Segment Start: THE RECORDS

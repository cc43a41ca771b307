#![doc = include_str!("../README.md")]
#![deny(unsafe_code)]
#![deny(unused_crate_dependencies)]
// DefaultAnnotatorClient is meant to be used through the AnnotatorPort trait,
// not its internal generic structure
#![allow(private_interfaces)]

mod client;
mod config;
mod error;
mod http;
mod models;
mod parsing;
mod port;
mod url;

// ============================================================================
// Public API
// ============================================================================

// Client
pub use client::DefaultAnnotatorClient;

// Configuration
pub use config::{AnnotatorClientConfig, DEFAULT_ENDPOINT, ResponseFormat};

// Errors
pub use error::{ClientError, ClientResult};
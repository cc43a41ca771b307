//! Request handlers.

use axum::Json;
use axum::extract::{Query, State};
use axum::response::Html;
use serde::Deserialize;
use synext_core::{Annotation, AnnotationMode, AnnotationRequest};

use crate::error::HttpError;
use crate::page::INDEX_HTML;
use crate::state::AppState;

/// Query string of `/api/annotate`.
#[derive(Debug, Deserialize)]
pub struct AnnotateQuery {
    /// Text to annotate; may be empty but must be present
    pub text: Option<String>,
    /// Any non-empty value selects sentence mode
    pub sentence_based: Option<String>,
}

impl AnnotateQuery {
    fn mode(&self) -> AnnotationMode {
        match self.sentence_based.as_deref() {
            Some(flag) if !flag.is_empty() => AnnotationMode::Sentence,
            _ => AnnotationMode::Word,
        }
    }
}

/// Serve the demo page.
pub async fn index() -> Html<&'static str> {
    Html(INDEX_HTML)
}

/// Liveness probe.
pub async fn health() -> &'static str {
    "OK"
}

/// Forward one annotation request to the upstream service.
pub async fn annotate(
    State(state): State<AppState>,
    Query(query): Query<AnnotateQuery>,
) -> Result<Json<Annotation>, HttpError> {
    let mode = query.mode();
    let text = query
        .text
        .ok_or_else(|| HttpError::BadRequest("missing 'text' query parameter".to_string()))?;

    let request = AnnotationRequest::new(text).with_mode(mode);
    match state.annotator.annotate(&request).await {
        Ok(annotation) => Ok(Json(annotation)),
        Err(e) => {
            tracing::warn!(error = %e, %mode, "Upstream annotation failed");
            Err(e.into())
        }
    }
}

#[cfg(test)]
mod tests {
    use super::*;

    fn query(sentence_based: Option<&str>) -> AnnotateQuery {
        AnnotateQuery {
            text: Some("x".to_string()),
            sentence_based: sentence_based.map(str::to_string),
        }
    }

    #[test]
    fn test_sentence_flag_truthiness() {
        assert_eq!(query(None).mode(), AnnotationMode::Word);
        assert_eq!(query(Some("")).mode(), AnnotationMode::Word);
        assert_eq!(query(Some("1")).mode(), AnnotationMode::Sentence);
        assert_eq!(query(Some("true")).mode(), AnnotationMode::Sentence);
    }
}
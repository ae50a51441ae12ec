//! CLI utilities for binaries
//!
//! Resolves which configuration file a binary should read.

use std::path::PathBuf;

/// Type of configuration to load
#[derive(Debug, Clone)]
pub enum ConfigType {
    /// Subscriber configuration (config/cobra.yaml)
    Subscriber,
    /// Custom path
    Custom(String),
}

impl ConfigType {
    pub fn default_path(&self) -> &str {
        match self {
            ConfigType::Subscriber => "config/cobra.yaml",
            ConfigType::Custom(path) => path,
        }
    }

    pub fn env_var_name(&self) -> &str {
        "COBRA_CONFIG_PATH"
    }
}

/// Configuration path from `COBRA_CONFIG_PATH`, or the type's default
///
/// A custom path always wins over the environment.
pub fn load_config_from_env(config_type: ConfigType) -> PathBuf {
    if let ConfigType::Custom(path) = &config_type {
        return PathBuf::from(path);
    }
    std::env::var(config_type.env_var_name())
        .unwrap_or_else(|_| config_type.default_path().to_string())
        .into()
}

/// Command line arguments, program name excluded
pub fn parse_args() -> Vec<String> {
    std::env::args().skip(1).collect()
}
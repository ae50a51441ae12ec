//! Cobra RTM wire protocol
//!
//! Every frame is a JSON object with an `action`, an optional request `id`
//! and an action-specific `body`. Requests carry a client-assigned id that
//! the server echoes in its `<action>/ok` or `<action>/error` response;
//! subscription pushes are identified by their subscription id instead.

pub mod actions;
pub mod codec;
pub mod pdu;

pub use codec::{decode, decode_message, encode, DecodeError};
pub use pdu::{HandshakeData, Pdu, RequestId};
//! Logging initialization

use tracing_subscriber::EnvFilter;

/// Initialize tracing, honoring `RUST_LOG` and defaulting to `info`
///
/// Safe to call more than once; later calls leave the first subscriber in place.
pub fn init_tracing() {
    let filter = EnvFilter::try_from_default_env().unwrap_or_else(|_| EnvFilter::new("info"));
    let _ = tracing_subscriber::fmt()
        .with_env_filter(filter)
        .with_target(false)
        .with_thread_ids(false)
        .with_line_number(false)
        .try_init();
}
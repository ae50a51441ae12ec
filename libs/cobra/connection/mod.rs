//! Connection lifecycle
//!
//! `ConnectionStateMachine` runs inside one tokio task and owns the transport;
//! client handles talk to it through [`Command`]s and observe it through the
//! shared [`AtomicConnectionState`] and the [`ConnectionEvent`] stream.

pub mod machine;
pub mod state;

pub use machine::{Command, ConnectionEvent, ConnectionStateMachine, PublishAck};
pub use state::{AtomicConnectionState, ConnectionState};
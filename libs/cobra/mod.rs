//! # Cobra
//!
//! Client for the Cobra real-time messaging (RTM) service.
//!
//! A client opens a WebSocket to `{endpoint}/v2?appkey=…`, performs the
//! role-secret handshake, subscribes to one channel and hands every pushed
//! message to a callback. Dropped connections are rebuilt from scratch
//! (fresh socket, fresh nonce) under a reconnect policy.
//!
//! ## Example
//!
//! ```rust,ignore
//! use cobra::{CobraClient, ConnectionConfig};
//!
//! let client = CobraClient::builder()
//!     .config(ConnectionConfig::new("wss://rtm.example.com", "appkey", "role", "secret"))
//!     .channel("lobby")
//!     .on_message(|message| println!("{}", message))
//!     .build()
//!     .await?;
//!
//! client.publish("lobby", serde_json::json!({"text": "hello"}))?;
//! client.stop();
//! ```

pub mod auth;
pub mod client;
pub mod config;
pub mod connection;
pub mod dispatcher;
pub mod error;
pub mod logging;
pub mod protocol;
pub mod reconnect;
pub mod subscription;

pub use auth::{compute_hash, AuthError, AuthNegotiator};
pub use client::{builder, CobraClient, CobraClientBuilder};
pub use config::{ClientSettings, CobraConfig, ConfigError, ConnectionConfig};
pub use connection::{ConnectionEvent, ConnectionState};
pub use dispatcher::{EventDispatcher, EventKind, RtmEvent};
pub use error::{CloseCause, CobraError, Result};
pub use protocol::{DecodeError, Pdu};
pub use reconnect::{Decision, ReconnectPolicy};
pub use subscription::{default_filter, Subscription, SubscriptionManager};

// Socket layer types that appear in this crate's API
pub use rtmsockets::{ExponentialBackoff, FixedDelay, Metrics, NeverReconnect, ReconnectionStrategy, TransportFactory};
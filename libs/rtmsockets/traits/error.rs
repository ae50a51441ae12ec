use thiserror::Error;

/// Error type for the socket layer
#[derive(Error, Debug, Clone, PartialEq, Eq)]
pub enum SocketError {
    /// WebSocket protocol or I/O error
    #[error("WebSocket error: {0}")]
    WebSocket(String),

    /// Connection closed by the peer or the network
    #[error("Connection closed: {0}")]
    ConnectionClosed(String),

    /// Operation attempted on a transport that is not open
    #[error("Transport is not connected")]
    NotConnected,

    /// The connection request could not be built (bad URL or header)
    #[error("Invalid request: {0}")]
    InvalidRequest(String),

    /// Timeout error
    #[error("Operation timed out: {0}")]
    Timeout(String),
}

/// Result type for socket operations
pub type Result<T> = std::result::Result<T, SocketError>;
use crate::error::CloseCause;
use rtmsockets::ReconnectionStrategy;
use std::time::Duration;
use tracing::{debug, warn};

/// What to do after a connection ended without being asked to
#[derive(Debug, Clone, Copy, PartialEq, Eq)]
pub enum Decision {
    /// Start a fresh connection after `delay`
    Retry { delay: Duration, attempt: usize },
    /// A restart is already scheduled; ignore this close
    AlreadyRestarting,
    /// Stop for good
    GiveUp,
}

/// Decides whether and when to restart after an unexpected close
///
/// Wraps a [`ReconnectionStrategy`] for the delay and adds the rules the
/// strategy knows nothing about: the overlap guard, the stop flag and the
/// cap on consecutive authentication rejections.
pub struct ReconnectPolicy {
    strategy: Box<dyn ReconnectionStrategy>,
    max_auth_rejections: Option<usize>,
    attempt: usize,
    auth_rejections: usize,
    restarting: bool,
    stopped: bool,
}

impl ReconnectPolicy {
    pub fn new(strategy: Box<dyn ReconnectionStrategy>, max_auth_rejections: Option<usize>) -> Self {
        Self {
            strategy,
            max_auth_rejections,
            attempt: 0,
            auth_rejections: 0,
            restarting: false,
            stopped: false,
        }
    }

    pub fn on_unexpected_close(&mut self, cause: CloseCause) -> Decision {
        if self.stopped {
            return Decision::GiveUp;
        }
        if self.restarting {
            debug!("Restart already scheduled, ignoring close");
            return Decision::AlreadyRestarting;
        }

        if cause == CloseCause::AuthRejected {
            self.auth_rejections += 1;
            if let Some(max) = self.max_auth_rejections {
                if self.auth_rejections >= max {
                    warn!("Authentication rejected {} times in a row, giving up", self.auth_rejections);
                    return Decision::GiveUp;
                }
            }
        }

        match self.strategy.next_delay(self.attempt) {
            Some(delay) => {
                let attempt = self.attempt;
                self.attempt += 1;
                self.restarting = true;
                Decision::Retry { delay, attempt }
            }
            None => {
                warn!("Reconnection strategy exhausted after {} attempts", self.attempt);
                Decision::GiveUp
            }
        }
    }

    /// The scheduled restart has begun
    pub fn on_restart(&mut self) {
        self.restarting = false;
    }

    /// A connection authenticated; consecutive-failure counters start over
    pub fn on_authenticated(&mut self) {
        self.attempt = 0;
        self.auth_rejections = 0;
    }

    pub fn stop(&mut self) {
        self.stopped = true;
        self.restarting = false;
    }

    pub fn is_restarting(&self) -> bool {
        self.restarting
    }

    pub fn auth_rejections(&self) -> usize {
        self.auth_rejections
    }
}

Segment End: THE RECORDS

> WHAT YOU NEED TO DO
From the records above, return each line that includes "subscription".

> RESPONSE BOX
//! subscription pushes are identified by their subscription id instead.
pub mod subscription;
pub use subscription::{default_filter, Subscription, SubscriptionManager};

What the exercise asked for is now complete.